Data for review:
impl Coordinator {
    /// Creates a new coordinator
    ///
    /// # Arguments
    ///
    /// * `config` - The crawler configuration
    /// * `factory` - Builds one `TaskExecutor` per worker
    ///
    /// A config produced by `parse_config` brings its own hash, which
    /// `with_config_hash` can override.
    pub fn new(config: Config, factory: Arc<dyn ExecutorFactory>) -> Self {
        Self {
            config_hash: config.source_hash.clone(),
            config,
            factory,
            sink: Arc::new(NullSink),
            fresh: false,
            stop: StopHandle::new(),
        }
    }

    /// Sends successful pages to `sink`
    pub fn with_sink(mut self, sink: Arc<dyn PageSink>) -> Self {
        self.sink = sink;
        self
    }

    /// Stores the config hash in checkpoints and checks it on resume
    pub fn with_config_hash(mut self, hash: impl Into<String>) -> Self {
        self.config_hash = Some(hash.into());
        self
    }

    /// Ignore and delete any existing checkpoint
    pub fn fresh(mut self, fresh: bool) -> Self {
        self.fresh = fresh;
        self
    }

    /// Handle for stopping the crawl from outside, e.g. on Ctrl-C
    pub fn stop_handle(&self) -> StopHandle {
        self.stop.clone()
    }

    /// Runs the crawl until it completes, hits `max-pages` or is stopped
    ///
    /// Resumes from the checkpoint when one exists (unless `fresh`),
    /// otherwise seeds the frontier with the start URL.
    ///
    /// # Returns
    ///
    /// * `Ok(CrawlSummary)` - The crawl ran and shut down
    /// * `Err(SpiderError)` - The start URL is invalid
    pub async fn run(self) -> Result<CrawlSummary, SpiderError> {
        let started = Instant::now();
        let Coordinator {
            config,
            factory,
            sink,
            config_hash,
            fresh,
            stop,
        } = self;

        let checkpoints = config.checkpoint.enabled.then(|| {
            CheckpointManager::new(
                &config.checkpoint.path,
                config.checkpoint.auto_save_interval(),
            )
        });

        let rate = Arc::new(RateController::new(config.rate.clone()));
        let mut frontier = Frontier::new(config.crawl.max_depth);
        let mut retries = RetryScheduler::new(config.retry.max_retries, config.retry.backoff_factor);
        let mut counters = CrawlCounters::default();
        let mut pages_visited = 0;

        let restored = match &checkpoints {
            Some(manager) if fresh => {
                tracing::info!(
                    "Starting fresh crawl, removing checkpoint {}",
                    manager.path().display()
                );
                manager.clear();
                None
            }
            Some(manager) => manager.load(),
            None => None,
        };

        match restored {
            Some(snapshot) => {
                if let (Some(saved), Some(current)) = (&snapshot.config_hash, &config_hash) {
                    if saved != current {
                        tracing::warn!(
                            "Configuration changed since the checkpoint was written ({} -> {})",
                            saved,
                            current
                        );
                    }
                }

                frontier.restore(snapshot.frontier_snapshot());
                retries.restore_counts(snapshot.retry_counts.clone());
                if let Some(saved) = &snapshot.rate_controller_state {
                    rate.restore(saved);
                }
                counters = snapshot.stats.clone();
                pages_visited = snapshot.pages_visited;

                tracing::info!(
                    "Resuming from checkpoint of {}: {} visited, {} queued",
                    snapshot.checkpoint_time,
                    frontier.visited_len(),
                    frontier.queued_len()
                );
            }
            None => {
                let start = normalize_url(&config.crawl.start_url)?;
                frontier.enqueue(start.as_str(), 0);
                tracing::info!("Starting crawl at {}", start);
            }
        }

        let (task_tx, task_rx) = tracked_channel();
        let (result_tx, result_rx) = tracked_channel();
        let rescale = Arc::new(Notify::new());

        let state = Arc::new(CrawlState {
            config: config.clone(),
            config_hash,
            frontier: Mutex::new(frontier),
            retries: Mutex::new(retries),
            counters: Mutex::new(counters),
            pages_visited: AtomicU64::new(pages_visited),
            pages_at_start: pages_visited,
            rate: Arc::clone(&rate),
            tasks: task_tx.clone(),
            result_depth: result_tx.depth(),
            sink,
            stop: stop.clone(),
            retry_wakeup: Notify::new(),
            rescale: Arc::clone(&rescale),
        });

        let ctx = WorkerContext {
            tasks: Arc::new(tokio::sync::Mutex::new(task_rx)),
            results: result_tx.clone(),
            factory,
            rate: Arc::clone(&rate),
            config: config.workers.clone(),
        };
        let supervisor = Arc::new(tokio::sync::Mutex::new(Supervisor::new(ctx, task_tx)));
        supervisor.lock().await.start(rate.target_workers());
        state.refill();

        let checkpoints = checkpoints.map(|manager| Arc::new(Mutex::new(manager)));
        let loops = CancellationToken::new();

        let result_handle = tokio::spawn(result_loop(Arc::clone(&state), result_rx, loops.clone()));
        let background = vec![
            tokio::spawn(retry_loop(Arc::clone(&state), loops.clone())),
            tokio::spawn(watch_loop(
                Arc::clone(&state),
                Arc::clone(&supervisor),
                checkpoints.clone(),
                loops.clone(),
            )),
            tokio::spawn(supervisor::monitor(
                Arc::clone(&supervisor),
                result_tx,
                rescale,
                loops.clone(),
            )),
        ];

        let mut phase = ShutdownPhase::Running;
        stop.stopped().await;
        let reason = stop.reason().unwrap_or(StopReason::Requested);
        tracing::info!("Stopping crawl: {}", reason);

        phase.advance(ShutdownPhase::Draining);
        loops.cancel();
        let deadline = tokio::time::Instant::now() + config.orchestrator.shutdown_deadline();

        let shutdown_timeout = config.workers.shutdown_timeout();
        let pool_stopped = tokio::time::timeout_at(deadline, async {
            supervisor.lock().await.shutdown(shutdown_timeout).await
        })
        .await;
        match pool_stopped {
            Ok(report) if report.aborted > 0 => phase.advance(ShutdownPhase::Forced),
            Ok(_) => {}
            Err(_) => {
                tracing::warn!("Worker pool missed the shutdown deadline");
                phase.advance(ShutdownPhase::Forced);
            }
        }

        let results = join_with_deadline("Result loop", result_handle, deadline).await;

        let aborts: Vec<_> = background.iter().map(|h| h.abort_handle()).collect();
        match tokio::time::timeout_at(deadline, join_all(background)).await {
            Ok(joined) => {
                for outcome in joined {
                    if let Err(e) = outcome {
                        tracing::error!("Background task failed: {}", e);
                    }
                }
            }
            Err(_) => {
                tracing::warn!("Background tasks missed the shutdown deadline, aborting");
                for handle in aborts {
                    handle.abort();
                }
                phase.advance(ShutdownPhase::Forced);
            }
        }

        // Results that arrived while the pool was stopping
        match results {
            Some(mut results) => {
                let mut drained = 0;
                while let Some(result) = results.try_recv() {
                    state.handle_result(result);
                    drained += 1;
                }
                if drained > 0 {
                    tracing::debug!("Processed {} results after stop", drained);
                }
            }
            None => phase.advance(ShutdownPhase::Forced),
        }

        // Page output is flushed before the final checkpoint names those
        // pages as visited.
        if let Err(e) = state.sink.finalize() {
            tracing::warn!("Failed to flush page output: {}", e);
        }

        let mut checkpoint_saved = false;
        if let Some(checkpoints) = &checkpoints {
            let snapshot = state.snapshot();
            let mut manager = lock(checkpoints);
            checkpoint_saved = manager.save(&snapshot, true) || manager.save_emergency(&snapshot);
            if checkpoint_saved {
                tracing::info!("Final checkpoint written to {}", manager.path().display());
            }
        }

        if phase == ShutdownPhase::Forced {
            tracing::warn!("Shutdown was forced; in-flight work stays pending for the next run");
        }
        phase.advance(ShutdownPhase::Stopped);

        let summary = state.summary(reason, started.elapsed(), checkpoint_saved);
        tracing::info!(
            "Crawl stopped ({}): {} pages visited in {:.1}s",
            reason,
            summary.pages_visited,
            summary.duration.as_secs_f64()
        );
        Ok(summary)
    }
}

Work to complete:
In the records above, find every line that contains the word "StopHandle" and copy it.

Solution to the exercise:
            stop: StopHandle::new(),
    pub fn stop_handle(&self) -> StopHandle {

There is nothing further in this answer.